Introduction
In the 21st century and perhaps beyond, the spectrum and concept of health data have and will continue to grow. This is equally true for the spectrum of ways in which health data can be generated, collected, stored, processed, and shared as evidence across entities and systems. The “patient-consumer spectrum” is a conceptual term that has emerged, being defined as the “phenomenon in which healthcare is rapidly transitioning from a periodic activity in fixed, traditional health care settings to an around-the-clock activity that involves the generation, use, and integration of data reflecting many aspects of individuals’ lives and behaviors” [1].
Like data along the patient-consumer spectrum, real-world data, often overlapping in definition with the term “big data,” are “data relating to patient health status and/or the delivery of health care routinely collected from a variety of sources” [2,Reference Price and Cohen3]. This comprises data from a wide variety of sources that include but are not limited to electronic health record (EHR) data, hospital or insurance company’s administrative and claims data, patient-generated data (e.g., data generated by in-home or self-monitoring devices such as wearables and fitness trackers), consumer-generated data, and laboratory data. Thus, given the largely unregulated nature of most real-world data sources, medical product regulators like the US Food and Drug Administration (FDA) have begun to suggest that clinical trial sponsors should consult with privacy experts to help them identify and address data privacy and security concerns when accessing data [4].

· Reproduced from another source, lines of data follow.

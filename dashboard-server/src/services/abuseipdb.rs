//! AbuseIPDB API Client
//!
//! Pulls the blacklist that feeds `/api/threat-map`.

use std::time::Duration;

use reqwest::header::ACCEPT;

use crate::config::Config;
use crate::models::{BlacklistResponse, ThreatPoint};

#[derive(Debug, thiserror::Error)]
pub enum AbuseIpDbError {
    #[error("Network error: {0}")]
    Network(#[from] reqwest::Error),

    #[error("Upstream returned {0}")]
    Status(u16),

    #[error("Parse error: {0}")]
    Parse(String),
}

/// Blacklist query parameters
#[derive(Debug, Clone, Copy)]
pub struct BlacklistQuery {
    pub confidence_minimum: u8,
    pub limit: u32,
}

impl BlacklistQuery {
    pub fn params(&self) -> [(&'static str, String); 2] {
        [
            ("confidenceMinimum", self.confidence_minimum.to_string()),
            ("limit", self.limit.to_string()),
        ]
    }
}

/// AbuseIPDB client; `None` key means the feed is disabled
#[derive(Clone)]
pub struct AbuseIpDbClient {
    http_client: reqwest::Client,
    url: String,
    api_key: Option<String>,
    query: BlacklistQuery,
}

impl AbuseIpDbClient {
    pub fn new(config: &Config) -> Result<Self, AbuseIpDbError> {
        let http_client = reqwest::Client::builder()
            .timeout(Duration::from_secs(config.upstream_timeout_secs))
            .build()?;

        Ok(Self {
            http_client,
            url: config.abuseipdb_url.clone(),
            api_key: config.abuseipdb_api_key.clone(),
            query: BlacklistQuery {
                confidence_minimum: config.confidence_minimum,
                limit: config.blacklist_limit,
            },
        })
    }

    pub fn is_enabled(&self) -> bool {
        self.api_key.is_some()
    }

    /// Fetch the blacklist as threat points; empty when no key is configured
    pub async fn threat_points(&self) -> Result<Vec<ThreatPoint>, AbuseIpDbError> {
        let Some(key) = &self.api_key else {
            return Ok(Vec::new());
        };

        let response = self.http_client
            .get(&self.url)
            .header("Key", key)
            .header(ACCEPT, "application/json")
            .query(&self.query.params())
            .send()
            .await?;

        let status = response.status();
        if !status.is_success() {
            return Err(AbuseIpDbError::Status(status.as_u16()));
        }

        let body: BlacklistResponse = response
            .json()
            .await
            .map_err(|e| AbuseIpDbError::Parse(e.to_string()))?;

        let total = body.data.len();
        let points = body.into_threat_points();
        tracing::debug!("AbuseIPDB blacklist: {} entries, {} with coordinates", total, points.len());

        Ok(points)
    }
}

#[cfg(test)]
mod tests {
    use super::*;

    #[test]
    fn test_query_params() {
        let query = BlacklistQuery { confidence_minimum: 85, limit: 20 };
        assert_eq!(query.params(), [
            ("confidenceMinimum", "85".to_string()),
            ("limit", "20".to_string()),
        ]);
    }

    #[tokio::test]
    async fn test_disabled_without_key() {
        let client = AbuseIpDbClient::new(&Config::default()).unwrap();
        assert!(!client.is_enabled());
        assert!(client.threat_points().await.unwrap().is_empty());
    }

    #[tokio::test]
    async fn test_unreachable_upstream_is_network_error() {
        let config = Config {
            abuseipdb_api_key: Some("test-key".into()),
            abuseipdb_url: "http://127.0.0.1:9/api/v2/blacklist".into(),
            upstream_timeout_secs: 2,
            ..Config::default()
        };
        let client = AbuseIpDbClient::new(&config).unwrap();

        match client.threat_points().await {
            Err(AbuseIpDbError::Network(_)) => {}
            other => panic!("expected network error, got {:?}", other.map(|p| p.len())),
        }
    }
}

Health science and clinical research traditionally involves the collection of both survey and medical data. Yet, given that today billions of real-world data points can be generated from multiple and diverse sources by a single person, real-world data can be shared passively with researchers to understand clinical outcomes and health behavior in unprecedented ways, either before, following, or absent an intervention [Reference Cerrada, Min and Constantin5–Reference Nickels, Edwards and Poole7]. Moreover, sophisticated algorithms and data analytics procedures can be implemented to identify and recruit individuals who meet specific inclusion/exclusion criteria for a research study [Reference Chapman, Domínguez, Fairweather, Delaney and Curcin8–Reference Melzer, Maiwald, Prokosch and Ganslandt10]. Analytical datasets comprised of real-world data are also augmenting existing clinical trial methodologies, such as through the use and development of external control arms for cancer and/or rare disease drug trials [Reference Rahman, Ventz and McDunn11–Reference Gross13]. Despite these scientific advancements demonstrating the clinical and investigational utility of real-world data, the literature is scant in studies exploring adult perspectives around real-world data privacy in relation to their willingness to share their real-world data with researchers [Reference Grande, Luna Marti and Feuerstein-Simon14–17]. This study seeks to build on this nascent body of research.
Methods
Survey Development and Validation
A survey was developed and made available online using Qualtrics software. Parts of the survey contained four demographical items, three privacy threshold items, and two items focused on willingness to share data with researchers. Privacy-related survey items published by Seltzer et al. and validated and published by Doherty et al., as well as demographic-related survey items validated and published by Zhu et al. were selected, adapted, and re-validated among a convenience sample of five individuals who identify as both patients and health consumers, for bias, relevance, and cognition [Reference Seltzer, Goldshear and Guntuku15–17]. Based on the pilot participants’ feedback, the survey questions were refined to improve item quality and clarity, and overall instrument clarity, appropriateness, and relevance.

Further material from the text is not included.